The NIFL has at last published the opening fixtures for the 2020/21 season. Weeks of uncertainty have come to an end and we now know where we are going to be playing games on the opening day of the season. Well if you’re the Crues, going by their twitter handle, their first game is at Dungannon Swifts – but it’s actually Warrenpoint Town. Such an interesting social media set-up they have at Seaview.
To my amazement, there is another issue. There has been no call on the number of fans that can safety watch the game or the number of fans that can be safely accommodated in grounds. Now correct me if I am wrong – this needs to come from the powers that be who run the game, who are in turn advised by the local government. So, how have the clubs got a say in this? Why are they making problems? Answer: money!
It seems clubs are wanting more fans in than will be physically safe and this will be to help pay the big wage bill. But the NIFL need to give the clarity on this – not the clubs. They need to sit down and shut up. Yet again we see Larne this week sell 600 tickets for a training game. Yes, you read that right, 600. So, is there a problem? Not really when you look at that figure.
I had been wondering myself over the last couple of weeks how the local clubs are staying afloat. I have always been an admirer of how certain clubs work the system and their finances within Northern Ireland.
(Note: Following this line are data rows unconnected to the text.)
use colored::*;
use serde_json::json;
use std::path::Path;

use crate::common::format::{self, format_path, format_size, format_size_colored};
use crate::notice::{Notice, NoticeLevel};
use crate::purge::{CacheUsage, PurgeResult};
use crate::triggers::{Redirect, TriggerEvent};

/// Cache directory facts shown by `status`
#[derive(Debug)]
pub struct CacheStatus<'a> {
    pub path: &'a Path,
    pub exists: bool,
    pub writable: bool,
    pub protected: bool,
    pub usage: Option<CacheUsage>,
}

/// Print a purge outcome in human-readable format
pub fn print_purge_result(result: &PurgeResult, cache_path: &Path) {
    println!();
    println!("  {}  NGINX Cache Purge", "🧹");
    println!("{}", "─".repeat(60).dimmed());
    format::print_kv("Cache", &format_path(cache_path));

    match result {
        PurgeResult::Skipped(reason) => {
            println!();
            println!("  {} Skipped: {}", "⚠".yellow(), reason);
        }
        PurgeResult::Success(stats) => {
            println!();
            println!(
                "  {} Removed {} and {} in {}",
                "✓".green(),
                format::format_count(stats.files_removed, "file", "files"),
                format::format_count(stats.dirs_removed, "directory", "directories"),
                format::format_duration(stats.duration_secs).cyan()
            );
            println!("  {} Freed {}", "🔥", format_size_colored(stats.bytes_freed));
        }
        PurgeResult::PartialFailure { stats, unremoved } => {
            println!();
            println!(
                "  {} Removed {}, freed {}",
                "⚠".yellow(),
                format::format_count(stats.files_removed, "file", "files"),
                format_size(stats.bytes_freed)
            );
            println!(
                "  {} {} could not be removed:",
                "✗".red(),
                format::format_count(unremoved.len(), "path", "paths")
            );
            for failure in unremoved.iter().take(10) {
                println!("    {}", failure.to_string().dimmed());
            }
            if unremoved.len() > 10 {
                println!("    {}", format!("... and {} more", unremoved.len() - 10).dimmed());
            }
        }
    }
    println!();
}

/// Print where the operator is sent next
pub fn print_redirect(redirect: &Redirect) {
    println!(
        "  {} Redirect ({}): {}",
        "→".cyan(),
        redirect.status,
        redirect.location.cyan()
    );
    println!();
}

/// JSON view of a purge outcome
pub fn purge_result_json(result: &PurgeResult) -> serde_json::Value {
    let stats = result.stats().map(|s| {
        json!({
            "files_removed": s.files_removed,
            "dirs_removed": s.dirs_removed,
            "bytes_freed": s.bytes_freed,
            "duration_secs": s.duration_secs,
        })
    });

    json!({
        "status": result.status(),
        "reason": result.skip_reason().map(|r| json!({
            "kind": r.kind(),
            "configuration": r.is_configuration(),
            "message": r.to_string(),
        })),
        "stats": stats,
        "unremoved": result.unremoved().iter().map(|e| e.to_string()).collect::<Vec<_>>(),
    })
}

/// One-line view of a purge outcome: status, files, bytes
pub fn purge_result_quiet(result: &PurgeResult) -> String {
    let (files, bytes) = result
        .stats()
        .map(|s| (s.files_removed, s.bytes_freed))
        .unwrap_or((0, 0));
    format!("{}  {}  {}", result.status(), files, format_size(bytes))
}

/// Print the bound trigger events
pub fn print_events(events: &[TriggerEvent]) {
    format::print_header("Events that purge the cache");
    for event in events {
        println!(
            "  {} {:<34} {}",
            "●".green(),
            event.as_str(),
            event.description().dimmed()
        );
    }
    println!();
    println!(
        "  {}",
        format!("{} events, each purges the whole cache", events.len()).dimmed()
    );
    println!();
}

pub fn events_json(events: &[TriggerEvent]) -> serde_json::Value {
    json!(events
        .iter()
        .map(|e| json!({ "name": e.as_str(), "description": e.description() }))
        .collect::<Vec<_>>())
}

/// Print a pending notice, or say there is none
pub fn print_notice(notice: Option<&Notice>) {
    match notice {
        Some(n) => {
            let marker = match n.level {
                NoticeLevel::Success => "✓".green(),
                NoticeLevel::Warning => "⚠".yellow(),
            };
            println!("  {} {}", marker, n.message);
        }
        None => println!("  {}", "No pending notice".dimmed()),
    }
}

/// Print cache directory status
pub fn print_status(status: &CacheStatus<'_>) {
    println!();
    println!("  {} NGINX Cache Status", "📊");
    println!("{}", "─".repeat(60).dimmed());
    println!();

    format::print_kv("Cache directory", &format_path(status.path));
    format::print_kv("Exists", &yes_no(status.exists));
    format::print_kv("Writable", &yes_no(status.writable));
    if status.protected {
        println!("  {} Protected system path, purges are refused", "⚠".yellow());
    }

    if let Some(usage) = &status.usage {
        println!();
        println!(
            "  {} {} in {}, {} cached",
            "📦",
            format::format_count(usage.files, "file", "files"),
            format::format_count(usage.dirs, "directory", "directories"),
            format_size_colored(usage.bytes)
        );
    }
    println!();
}

pub fn status_json(status: &CacheStatus<'_>) -> serde_json::Value {
    json!({
        "cache_path": status.path,
        "exists": status.exists,
        "writable": status.writable,
        "protected": status.protected,
        "files": status.usage.as_ref().map(|u| u.files),
        "dirs": status.usage.as_ref().map(|u| u.dirs),
        "bytes": status.usage.as_ref().map(|u| u.bytes),
    })
}

fn yes_no(value: bool) -> String {
    if value {
        "yes".green().to_string()
    } else {
        "no".red().to_string()
    }
}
But at least they are all now following suit: playing friendly games and charging for the privilege to watch teams try and get ready for a season that is still just around the corner.
It brings me back to finances and the English game. The past week saw a professional club from the English lower leagues get wound up. Macclesfield Town tallied up debts to the amount of £500,000 – this a club with an average gate of 2,071. Maybe they should have had a word with Glentoran, they stayed in business with debts worse than that. We also have seen this week Southend United give until the end of October to come up with an outstanding tax debt of £493,991. A club with an average attendance of 6,932.
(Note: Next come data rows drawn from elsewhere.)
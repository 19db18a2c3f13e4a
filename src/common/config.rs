use anyhow::{Context, Result};
use serde::{Deserialize, Serialize};
use std::path::PathBuf;

/// Environment variable that overrides the cache directory
pub const CACHE_PATH_ENV: &str = "NGINX_CACHE_PATH";

/// Environment variable that overrides the data directory
pub const DATA_DIR_ENV: &str = "NGINX_CACHE_HELPER_HOME";

/// Cache directory used when nothing else is configured
pub const DEFAULT_CACHE_PATH: &str = "/var/run/nginx-cache/";

/// Longest a purge notice may wait to be displayed, in seconds
pub const MAX_NOTICE_TTL_SECS: u64 = 24 * 60 * 60;

/// Longest a lock may be held before it counts as abandoned, in seconds
pub const MAX_LOCK_STALE_SECS: u64 = 7 * 24 * 60 * 60;

/// Global purger configuration
#[derive(Debug, Clone, Serialize, Deserialize)]
pub struct Config {
    /// NGINX cache directory to empty on purge
    #[serde(default = "default_cache_path")]
    pub cache_path: PathBuf,

    /// Redirect target for manual purges without a referer
    #[serde(default = "default_landing")]
    pub default_landing: String,

    /// How long a purge notice waits to be displayed, in seconds
    #[serde(default = "default_notice_ttl_secs")]
    pub notice_ttl_secs: u64,

    /// Serialize purges of the same cache directory with a lock file
    #[serde(default = "default_lock_purges")]
    pub lock_purges: bool,

    /// Age after which an abandoned lock file is reclaimed, in seconds
    #[serde(default = "default_lock_stale_secs")]
    pub lock_stale_secs: u64,
}

fn default_cache_path() -> PathBuf {
    PathBuf::from(DEFAULT_CACHE_PATH)
}
fn default_landing() -> String {
    "/wp-admin/".to_string()
}
fn default_notice_ttl_secs() -> u64 {
    60
}
fn default_lock_purges() -> bool {
    true
}
fn default_lock_stale_secs() -> u64 {
    300
}

impl Default for Config {
    fn default() -> Self {
        Self {
            cache_path: default_cache_path(),
            default_landing: default_landing(),
            notice_ttl_secs: default_notice_ttl_secs(),
            lock_purges: default_lock_purges(),
            lock_stale_secs: default_lock_stale_secs(),
        }
    }
}

/// Pick the cache directory: a non-empty environment value wins over the
/// configured one.
pub fn resolve_cache_path(env_value: Option<&str>, configured: PathBuf) -> PathBuf {
    match env_value.map(str::trim) {
        Some(v) if !v.is_empty() => PathBuf::from(v),
        _ => configured,
    }
}

impl Config {
    /// Get the data directory ($NGINX_CACHE_HELPER_HOME or ~/.nginx-cache-helper)
    pub fn data_dir() -> PathBuf {
        if let Ok(dir) = std::env::var(DATA_DIR_ENV) {
            if !dir.trim().is_empty() {
                return PathBuf::from(dir);
            }
        }
        dirs::home_dir()
            .unwrap_or_else(|| PathBuf::from("/tmp"))
            .join(".nginx-cache-helper")
    }

    /// Get the config file path
    pub fn config_path() -> PathBuf {
        Self::data_dir().join("config.toml")
    }

    /// Get the logs directory
    pub fn logs_dir() -> PathBuf {
        Self::data_dir().join("logs")
    }

    /// Get the directory holding pending operator notices
    pub fn notices_dir() -> PathBuf {
        Self::data_dir().join("notices")
    }

    /// Get the directory holding purge lock files
    pub fn locks_dir() -> PathBuf {
        Self::data_dir().join("locks")
    }

    /// Load config from file (or defaults), then apply NGINX_CACHE_PATH
    pub fn load() -> Result<Self> {
        let mut config = Self::load_file()?;
        let env_value = std::env::var(CACHE_PATH_ENV).ok();
        config.cache_path = resolve_cache_path(env_value.as_deref(), config.cache_path);
        Ok(config)
    }

    /// Load only the config file, without environment overrides
    pub fn load_file() -> Result<Self> {
        let path = Self::config_path();
        if path.exists() {
            let contents = std::fs::read_to_string(&path)
                .with_context(|| format!("Failed to read config: {}", path.display()))?;
            let config: Config = toml::from_str(&contents)
                .with_context(|| format!("Failed to parse config: {}", path.display()))?;
            config
                .validate()
                .with_context(|| format!("Invalid config: {}", path.display()))?;
            Ok(config)
        } else {
            Ok(Config::default())
        }
    }

    /// Save config to file
    pub fn save(&self) -> Result<()> {
        let path = Self::config_path();
        let dir = Self::data_dir();
        std::fs::create_dir_all(&dir)
            .with_context(|| format!("Failed to create config dir: {}", dir.display()))?;
        let contents = toml::to_string_pretty(self).context("Failed to serialize config")?;
        std::fs::write(&path, contents)
            .with_context(|| format!("Failed to write config: {}", path.display()))?;
        Ok(())
    }

    /// Initialize all data directories
    pub fn init_dirs() -> Result<()> {
        let dirs = [
            Self::data_dir(),
            Self::logs_dir(),
            Self::notices_dir(),
            Self::locks_dir(),
        ];
        for dir in &dirs {
            std::fs::create_dir_all(dir)
                .with_context(|| format!("Failed to create directory: {}", dir.display()))?;
        }
        Ok(())
    }

    /// Set a single key from its string form
    pub fn set(&mut self, key: &str, value: &str) -> Result<()> {
        match key {
            "cache_path" => self.cache_path = PathBuf::from(value),
            "default_landing" => self.default_landing = value.to_string(),
            "notice_ttl_secs" => {
                self.notice_ttl_secs = parse_bounded(key, value, MAX_NOTICE_TTL_SECS)?
            }
            "lock_purges" => self.lock_purges = value.parse()?,
            "lock_stale_secs" => {
                self.lock_stale_secs = parse_bounded(key, value, MAX_LOCK_STALE_SECS)?
            }
            _ => anyhow::bail!("Unknown config key: {}", key),
        }
        Ok(())
    }

    /// Reject durations the notice and lock clocks cannot represent
    pub fn validate(&self) -> Result<()> {
        check_bound("notice_ttl_secs", self.notice_ttl_secs, MAX_NOTICE_TTL_SECS)?;
        check_bound("lock_stale_secs", self.lock_stale_secs, MAX_LOCK_STALE_SECS)?;
        Ok(())
    }
}

fn parse_bounded(key: &str, value: &str, max: u64) -> Result<u64> {
    let parsed: u64 = value
        .trim()
        .parse()
        .with_context(|| format!("{} must be a whole number of seconds", key))?;
    check_bound(key, parsed, max)?;
    Ok(parsed)
}

fn check_bound(key: &str, value: u64, max: u64) -> Result<()> {
    if value > max {
        anyhow::bail!("{} must be at most {} seconds, got {}", key, max, value);
    }
    Ok(())
}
My point here is, these clubs are playing in a full-time professional league and are struggling to make ends meet. The Irish league clubs are powering on. Yes, Larne and Glentoran have the investors, but the rest have nothing. You could ask a question of your clubs if you’re a season ticket holder, did they pay you back the six matches from the split last season, or just take it as a generous donation? A few were asking that question at Seaview last week. In Larne’s case, the investor has pumped the money into the club to make it a better place both in terms of the infrastructure and on the playing front.
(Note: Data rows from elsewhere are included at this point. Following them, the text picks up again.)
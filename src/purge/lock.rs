use chrono::{DateTime, TimeDelta, Utc};
use serde::{Deserialize, Serialize};
use sha2::{Digest, Sha256};
use std::fs::OpenOptions;
use std::io::ErrorKind;
use std::path::{Path, PathBuf};

use crate::common::errors::PurgeError;

/// Contents of a lock file
#[derive(Debug, Clone, Serialize, Deserialize)]
pub struct LockRecord {
    pub pid: u32,
    pub cache_path: PathBuf,
    pub acquired_at: DateTime<Utc>,
}

/// Held while a purge walks one cache directory. Released on drop.
#[derive(Debug)]
pub struct PurgeLock {
    lock_path: PathBuf,
}

/// Lock file location for a cache directory
pub fn lock_path_for(locks_dir: &Path, cache_path: &Path) -> PathBuf {
    let key = std::fs::canonicalize(cache_path).unwrap_or_else(|_| cache_path.to_path_buf());
    let mut hasher = Sha256::new();
    hasher.update(key.to_string_lossy().as_bytes());
    let digest = format!("{:x}", hasher.finalize());
    locks_dir.join(format!("{}.lock", &digest[..16]))
}

impl PurgeLock {
    /// Take the lock for `cache_path`.
    ///
    /// A lock older than `stale_after_secs` belongs to a purge that died
    /// without cleaning up; it is reclaimed once.
    pub fn acquire(
        locks_dir: &Path,
        cache_path: &Path,
        stale_after_secs: u64,
    ) -> Result<Self, PurgeError> {
        std::fs::create_dir_all(locks_dir).map_err(|source| PurgeError::Io {
            path: locks_dir.to_path_buf(),
            source,
        })?;
        let lock_path = lock_path_for(locks_dir, cache_path);

        for attempt in 0..2 {
            match OpenOptions::new()
                .write(true)
                .create_new(true)
                .open(&lock_path)
            {
                Ok(file) => {
                    let record = LockRecord {
                        pid: std::process::id(),
                        cache_path: cache_path.to_path_buf(),
                        acquired_at: Utc::now(),
                    };
                    if let Err(e) = serde_json::to_writer(file, &record) {
                        tracing::debug!("Failed to write lock record {}: {}", lock_path.display(), e);
                    }
                    return Ok(Self { lock_path });
                }
                Err(e) if e.kind() == ErrorKind::AlreadyExists => {
                    if attempt == 0 && is_stale(&lock_path, stale_after_secs) {
                        tracing::warn!("Reclaiming stale purge lock {}", lock_path.display());
                        let _ = std::fs::remove_file(&lock_path);
                        continue;
                    }
                    break;
                }
                Err(source) => {
                    return Err(PurgeError::Io {
                        path: lock_path,
                        source,
                    })
                }
            }
        }

        Err(PurgeError::AlreadyRunning {
            path: cache_path.to_path_buf(),
            lock: lock_path,
        })
    }

    pub fn path(&self) -> &Path {
        &self.lock_path
    }
}

impl Drop for PurgeLock {
    fn drop(&mut self) {
        if let Err(e) = std::fs::remove_file(&self.lock_path) {
            if e.kind() != ErrorKind::NotFound {
                tracing::warn!("Failed to release purge lock {}: {}", self.lock_path.display(), e);
            }
        }
    }
}

/// Read the acquisition time from the record, falling back to the file mtime
fn acquired_at(lock_path: &Path) -> Option<DateTime<Utc>> {
    let from_record = std::fs::read_to_string(lock_path)
        .ok()
        .and_then(|s| serde_json::from_str::<LockRecord>(&s).ok())
        .map(|r| r.acquired_at);

    from_record.or_else(|| {
        std::fs::metadata(lock_path)
            .and_then(|m| m.modified())
            .ok()
            .map(DateTime::<Utc>::from)
    })
}

/// A limit too large to represent never goes stale
fn is_stale(lock_path: &Path, stale_after_secs: u64) -> bool {
    let limit = i64::try_from(stale_after_secs)
        .ok()
        .and_then(TimeDelta::try_seconds);
    match (acquired_at(lock_path), limit) {
        (Some(at), Some(limit)) => Utc::now().signed_duration_since(at) > limit,
        _ => false,
    }
}

#[cfg(test)]
mod tests {
    use super::*;
    use tempfile::TempDir;

    #[test]
    fn test_lock_path_is_stable_per_cache_dir() {
        let locks = Path::new("/locks");
        let a = lock_path_for(locks, Path::new("/nonexistent/cache-a"));
        let b = lock_path_for(locks, Path::new("/nonexistent/cache-b"));
        assert_eq!(a, lock_path_for(locks, Path::new("/nonexistent/cache-a")));
        assert_ne!(a, b);
        assert!(a.starts_with(locks));
    }

    #[test]
    fn test_second_acquire_fails_while_held() {
        let tmp = TempDir::new().unwrap();
        let locks = tmp.path().join("locks");
        let cache = tmp.path().join("cache");

        let held = PurgeLock::acquire(&locks, &cache, 300).unwrap();
        let second = PurgeLock::acquire(&locks, &cache, 300);
        assert!(matches!(second, Err(PurgeError::AlreadyRunning { .. })));

        drop(held);
        assert!(PurgeLock::acquire(&locks, &cache, 300).is_ok());
    }

    #[test]
    fn test_drop_removes_lock_file() {
        let tmp = TempDir::new().unwrap();
        let locks = tmp.path().join("locks");
        let lock = PurgeLock::acquire(&locks, tmp.path(), 300).unwrap();
        let path = lock.path().to_path_buf();
        assert!(path.exists());
        drop(lock);
        assert!(!path.exists());
    }

    #[test]
    fn test_stale_lock_is_reclaimed() {
        let tmp = TempDir::new().unwrap();
        let locks = tmp.path().join("locks");
        std::fs::create_dir_all(&locks).unwrap();
        let cache = tmp.path().join("cache");

        let stale = LockRecord {
            pid: 1,
            cache_path: cache.clone(),
            acquired_at: Utc::now() - TimeDelta::seconds(3600),
        };
        std::fs::write(
            lock_path_for(&locks, &cache),
            serde_json::to_string(&stale).unwrap(),
        )
        .unwrap();

        assert!(PurgeLock::acquire(&locks, &cache, 60).is_ok());
    }

    #[test]
    fn test_unrepresentable_stale_limit_never_reclaims() {
        let tmp = TempDir::new().unwrap();
        let locks = tmp.path().join("locks");
        let cache = tmp.path().join("cache");

        let _held = PurgeLock::acquire(&locks, &cache, 300).unwrap();
        let lock_path = lock_path_for(&locks, &cache);
        assert!(!is_stale(&lock_path, u64::MAX));
        assert!(!is_stale(&lock_path, 10_000_000_000_000_000));
        assert!(matches!(
            PurgeLock::acquire(&locks, &cache, u64::MAX),
            Err(PurgeError::AlreadyRunning { .. })
        ));
    }
}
What have they done at the Oval? New dugouts and a gym. What about the stadium? Mick McDermott again this week was asking about funding for his club. Ironic when he has a multi-million-pound investor pumping money into the playing staff. But that’s the least of Mick’s worries after the signing that was made last week. I am not going on record here, but I will say people deserve a second chance. But there are certain things that you don’t deserve it for. I think it will be a long season ahead for Mick McDermott around the Irish league grounds.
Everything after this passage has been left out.